# [TASK STATEMENT]
Bring together copies of the lines in the data below that contain the word "ClientId".

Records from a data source
○ ○ ○

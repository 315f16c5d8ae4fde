//! Wire messages for document synchronization.

use codesync_core::Operation;
use serde::{Deserialize, Serialize};

use crate::error::SerDeError;
use crate::ids::{ClientId, FileId};

/// Position in a document's authoritative edit history.
pub type Version = u64;

/// Ask the authority to join a document room.
#[derive(Debug, Clone, PartialEq, Eq, Serialize, Deserialize)]
#[serde(rename_all = "camelCase")]
pub struct JoinRequest {
    pub file_id: FileId,
}

/// Full document snapshot sent after a join.
#[derive(Debug, Clone, PartialEq, Eq, Serialize, Deserialize)]
#[serde(rename_all = "camelCase")]
pub struct ReadySnapshot {
    pub file_id: FileId,
    pub content: String,
    pub version: Version,
}

/// An operation on a document.
///
/// Sent by a client with `version` set to the base version it was computed
/// against; broadcast back by the authority with `version` set to the version
/// the operation produced.
#[derive(Debug, Clone, PartialEq, Eq, Serialize, Deserialize)]
#[serde(rename_all = "camelCase")]
pub struct OperationEnvelope {
    pub file_id: FileId,
    pub version: Version,
    pub components: Operation,
    pub client_id: ClientId,
}

/// Error reported by the authority, shown to the user verbatim.
#[derive(Debug, Clone, PartialEq, Eq, Serialize, Deserialize)]
pub struct AuthorityError {
    pub message: String,
}

/// Messages sent from a client to the authority.
#[derive(Debug, Clone, PartialEq, Eq, Serialize, Deserialize)]
#[serde(tag = "type", rename_all = "kebab-case")]
pub enum ClientMessage {
    Join(JoinRequest),
    Operation(OperationEnvelope),
}

/// Messages sent from the authority to a client.
#[derive(Debug, Clone, PartialEq, Eq, Serialize, Deserialize)]
#[serde(tag = "type", rename_all = "kebab-case")]
pub enum ServerMessage {
    Ready(ReadySnapshot),
    OperationApplied(OperationEnvelope),
    Error(AuthorityError),
    /// Drop incremental state and re-join.
    Resync,
}

impl ClientMessage {
    /// Serialize to JSON for wire transmission.
    pub fn to_json(&self) -> Result<String, SerDeError> {
        Ok(serde_json::to_string(self)?)
    }

    /// Deserialize from JSON.
    pub fn from_json(json: &str) -> Result<Self, SerDeError> {
        Ok(serde_json::from_str(json)?)
    }

    pub fn file_id(&self) -> &FileId {
        match self {
            ClientMessage::Join(join) => &join.file_id,
            ClientMessage::Operation(op) => &op.file_id,
        }
    }
}

impl ServerMessage {
    /// Serialize to JSON for wire transmission.
    pub fn to_json(&self) -> Result<String, SerDeError> {
        Ok(serde_json::to_string(self)?)
    }

    /// Deserialize from JSON.
    pub fn from_json(json: &str) -> Result<Self, SerDeError> {
        Ok(serde_json::from_str(json)?)
    }
}
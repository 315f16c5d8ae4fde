//! Shared plumbing for codesync clients and authorities.
//!
//! - `ids`: client and file identifiers
//! - `transport`: wire messages exchanged with the authority
//! - `config`: file/env backed client configuration
//! - `signal`: process-wide "external run in progress" flag
//! - `telemetry`: tracing subscriber setup (feature `telemetry`)

pub mod config;
pub mod error;
pub mod ids;
pub mod perf;
pub mod signal;
#[cfg(feature = "telemetry")]
pub mod telemetry;
pub mod transport;

pub use crate::config::{ConfigError, FileStore, Loader, Saver, SyncConfig};
pub use crate::error::{CodesyncError, SerDeError};
pub use crate::ids::{ClientId, FileId};
pub use crate::signal::{ExecutionSignal, RunGuard};
pub use crate::transport::{
    AuthorityError, ClientMessage, JoinRequest, OperationEnvelope, ReadySnapshot, ServerMessage,
    Version,
};
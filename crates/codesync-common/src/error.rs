//! Error types for codesync - thin wrapper over the crate-level errors

use codesync_core::OpError;
use miette::Diagnostic;

use crate::config::ConfigError;

/// Main error type for codesync operations
#[derive(thiserror::Error, Debug, Diagnostic)]
pub enum CodesyncError {
    /// An operation did not fit the text it was applied to
    #[error(transparent)]
    #[diagnostic(
        code(codesync::op::malformed),
        help("the operation was computed against a different document version")
    )]
    Op(#[from] OpError),

    /// Serialization/deserialization error
    #[error(transparent)]
    #[diagnostic_source]
    Serde(#[from] SerDeError),

    /// Configuration error
    #[error(transparent)]
    #[diagnostic_source]
    Config(#[from] ConfigError),

    /// IO error
    #[error(transparent)]
    #[diagnostic(code(codesync::io))]
    Io(#[from] std::io::Error),
}

/// Serialization/deserialization errors
#[derive(thiserror::Error, Debug, Diagnostic)]
#[non_exhaustive]
pub enum SerDeError {
    #[error("invalid wire message: {0}")]
    #[diagnostic(code(codesync::wire::json))]
    Json(#[from] serde_json::Error),
}

impl From<serde_json::Error> for CodesyncError {
    fn from(err: serde_json::Error) -> Self {
        Self::Serde(SerDeError::Json(err))
    }
}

○ ○ ○

# [THE ANSWER]
use crate::ids::{ClientId, FileId};
    pub client_id: ClientId,
pub use crate::ids::{ClientId, FileId};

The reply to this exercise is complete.